The key word is distributed. A plain denial-of-service (DoS) attack comes from a single machine, which makes it relatively easy to identify and block: you see one source sending far too much traffic and you cut it off. A distributed attack comes from many sources at once — often thousands or hundreds of thousands of them — so there is no single address to blame, the traffic appears to arrive from all over the world, and the combined firepower is far larger than any one machine could produce.
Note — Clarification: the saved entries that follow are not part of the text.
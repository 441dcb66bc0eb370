//! Compiler for the sed-like URL transform mini-language
//!
//! A transform spec has the form `s<delim><find><delim><replace><delim><flags>`
//! where `<delim>` is any single non-whitespace character, required to be the
//! same at all three positions. `<find>` is a regular expression, `<replace>`
//! a replacement template, and `<flags>` zero or more options (only `i`,
//! ignore case, is recognized).
//!
//! There is no escaping mechanism: a literal delimiter character inside
//! `<find>` or `<replace>` changes the field count and fails the grammar.
//! This is a documented limitation of the format, preserved as-is.
//!
//! # Example
//!
//! ```rust
//! use bselect::UrlTransform;
//!
//! let transform = UrlTransform::compile(
//!     "s|utm_[^&#]*&?(#)?|$1|",
//!     "clickbait.com",
//!     "vivaldi:s|utm_[^&#]*&?(#)?|$1|",
//! )?;
//! assert_eq!(
//!     transform.apply("https://clickbait.com/article?utm_source=bla&article_id=123"),
//!     "https://clickbait.com/article?article_id=123"
//! );
//! # Ok::<(), bselect::Error>(())
//! ```

use crate::error::{Error, Result};
use regex::RegexBuilder;
use std::fmt;

/// A compiled find/replace URL transform
///
/// Performs a global substitution: every non-overlapping match of the find
/// expression is replaced. The replacement template supports the regex
/// engine's standard back-references (`$1`, `${name}`). The struct is
/// stateless beyond the compiled pattern and template, so it is safe to
/// call [`apply`](UrlTransform::apply) repeatedly and concurrently.
#[derive(Debug, Clone)]
pub struct UrlTransform {
    regex: regex::Regex,
    replacement: String,
    spec: String,
}

impl UrlTransform {
    /// Parse and compile a transform spec.
    ///
    /// `key` and `value` are the originating `urls` entry, carried verbatim
    /// into every error for user-facing diagnostics.
    ///
    /// # Errors
    ///
    /// - [`Error::UnknownTransformSyntax`] if the spec does not match the
    ///   grammar (missing leading `s`, missing or mismatched delimiters).
    /// - [`Error::InvalidFlags`] if the flags field contains characters
    ///   outside the supported set, listing every offender in order.
    /// - [`Error::InvalidPattern`] if the find expression fails to compile,
    ///   including the regex engine's diagnostic.
    pub fn compile(spec: &str, key: &str, value: &str) -> Result<UrlTransform> {
        let (find, replace, flags) =
            split_spec(spec).ok_or_else(|| Error::UnknownTransformSyntax {
                spec: spec.to_string(),
                key: key.to_string(),
                value: value.to_string(),
            })?;

        let ignore_case = parse_flags(flags).map_err(|invalid| Error::InvalidFlags {
            flags: invalid,
            key: key.to_string(),
            value: value.to_string(),
        })?;

        let regex = RegexBuilder::new(find)
            .case_insensitive(ignore_case)
            .build()
            .map_err(|e| Error::InvalidPattern {
                message: e.to_string(),
                key: key.to_string(),
                value: value.to_string(),
            })?;

        Ok(UrlTransform {
            regex,
            replacement: replace.to_string(),
            spec: spec.to_string(),
        })
    }

    /// Rewrite a URL, replacing every non-overlapping match of the find
    /// expression with the replacement template.
    pub fn apply(&self, url: &str) -> String {
        self.regex
            .replace_all(url, self.replacement.as_str())
            .into_owned()
    }

    /// The original spec string this transform was compiled from.
    pub fn spec(&self) -> &str {
        &self.spec
    }
}

impl fmt::Display for UrlTransform {
    fn fmt(&self, f: &mut fmt::Formatter<'_>) -> fmt::Result {
        f.write_str(&self.spec)
    }
}

/// Split a spec into its `(find, replace, flags)` fields.
///
/// The delimiter is whatever single non-whitespace character follows the
/// leading `s`; the same literal character must then close the find and
/// replace fields. Any other field count means a delimiter was missing,
/// mismatched, or appeared inside a field, and the grammar does not match.
fn split_spec(spec: &str) -> Option<(&str, &str, &str)> {
    let rest = spec.strip_prefix('s')?;
    let delim = rest.chars().next()?;
    if delim.is_whitespace() {
        return None;
    }
    let body = &rest[delim.len_utf8()..];

    let mut fields = body.split(delim);
    let find = fields.next()?;
    let replace = fields.next()?;
    let flags = fields.next()?;
    if fields.next().is_some() {
        return None;
    }
    Some((find, replace, flags))
}

/// Fold the flags field into regex options.
///
/// Returns the case-insensitivity setting, or the full string of
/// unrecognized characters (in order, duplicates kept) on failure.
fn parse_flags(flags: &str) -> std::result::Result<bool, String> {
    let mut ignore_case = false;
    let mut invalid = String::new();
    for c in flags.chars() {
        match c {
            'i' => ignore_case = true,
            _ => invalid.push(c),
        }
    }
    if invalid.is_empty() {
        Ok(ignore_case)
    } else {
        Err(invalid)
    }
}
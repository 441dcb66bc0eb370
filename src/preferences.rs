//! Preference compiler: the `[urls]` section into an ordered rule list
//!
//! Each `urls` entry is `pattern=browserName[:transformSpec]`. The compiler
//! resolves browser references against the registry, compiles transform
//! specs, and appends a synthesized `"*"` catch-all bound to the first
//! browser in registry order. Source order is a hard invariant: the
//! downstream matcher is first-match-wins.

use crate::error::Result;
use crate::lines::split_key_value;
use crate::registry::{Browser, BrowserRegistry};
use crate::transform::UrlTransform;
use std::sync::Arc;

/// Pattern of the synthesized catch-all preference.
pub const CATCH_ALL_PATTERN: &str = "*";

/// One compiled routing rule: a URL pattern, the browser to launch, and an
/// optional URL transform applied before launch
#[derive(Debug, Clone)]
pub struct UrlPreference {
    pub pattern: String,
    pub browser: Arc<Browser>,
    pub transform: Option<UrlTransform>,
}

impl UrlPreference {
    /// Whether this is the synthesized catch-all rule.
    pub fn is_catch_all(&self) -> bool {
        self.pattern == CATCH_ALL_PATTERN
    }
}

/// Compile the `[urls]` section's raw lines into the ordered preference list.
///
/// Per entry, the value is split at its first `:` into a browser name and an
/// optional transform spec. Entries naming an unknown browser are silently
/// dropped; a config referencing a since-removed browser keeps working for
/// all other rules. Transform errors abort the whole load.
///
/// The returned list always ends with a catch-all (`pattern = "*"`) bound to
/// the first browser in registry order, unless the registry is empty.
pub fn compile_preferences(
    lines: &[&str],
    registry: &BrowserRegistry,
) -> Result<Vec<UrlPreference>> {
    let mut preferences = Vec::with_capacity(lines.len() + 1);

    for line in lines {
        let (pattern, value) = split_key_value(line);
        if let Some(preference) = compile_entry(pattern, value, registry)? {
            preferences.push(preference);
        }
    }

    if let Some(first) = registry.first() {
        preferences.push(UrlPreference {
            pattern: CATCH_ALL_PATTERN.to_string(),
            browser: first,
            transform: None,
        });
    }

    Ok(preferences)
}

/// Compile a single `pattern=browserName[:transformSpec]` entry.
///
/// Returns `Ok(None)` when the browser reference does not resolve.
fn compile_entry(
    pattern: &str,
    value: &str,
    registry: &BrowserRegistry,
) -> Result<Option<UrlPreference>> {
    let (browser_name, transform_spec) = match value.split_once(':') {
        Some((name, spec)) => (name, Some(spec)),
        None => (value, None),
    };

    let browser = match registry.get(browser_name) {
        Some(browser) => browser,
        None => return Ok(None),
    };

    let transform = match transform_spec {
        Some(spec) => Some(UrlTransform::compile(spec, pattern, value)?),
        None => None,
    };

    Ok(Some(UrlPreference {
        pattern: pattern.to_string(),
        browser,
        transform,
    }))
}
mod cli;
mod commands;

use clap::Parser;
use cli::Cli;

fn main() -> Result<(), Box<dyn std::error::Error>> {
    let cli = Cli::parse();

    match cli.command {
        cli::Commands::Check { config } => commands::check(config),
        cli::Commands::Rules { config, json } => commands::rules(config, json),
        cli::Commands::Browsers { config, json } => commands::browsers(config, json),
        cli::Commands::Init { config } => commands::init(config),
    }
}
Where the flood comes from: botnets
The “many sources” in a DDoS attack are usually a botnet — a collection of internet-connected devices that have been quietly compromised and can be directed to send traffic on command. These are often ordinary machines whose owners have no idea they're participating: home routers, IP cameras, DVRs, and other cheap Internet-of-Things gadgets with weak or default passwords. Because the traffic comes from huge numbers of real, scattered devices, it blends into normal internet background noise and can't be filtered by blocking one country or network. That is the heart of why DDoS is hard — and this guide explains how it works so you can defend against it, not launch one.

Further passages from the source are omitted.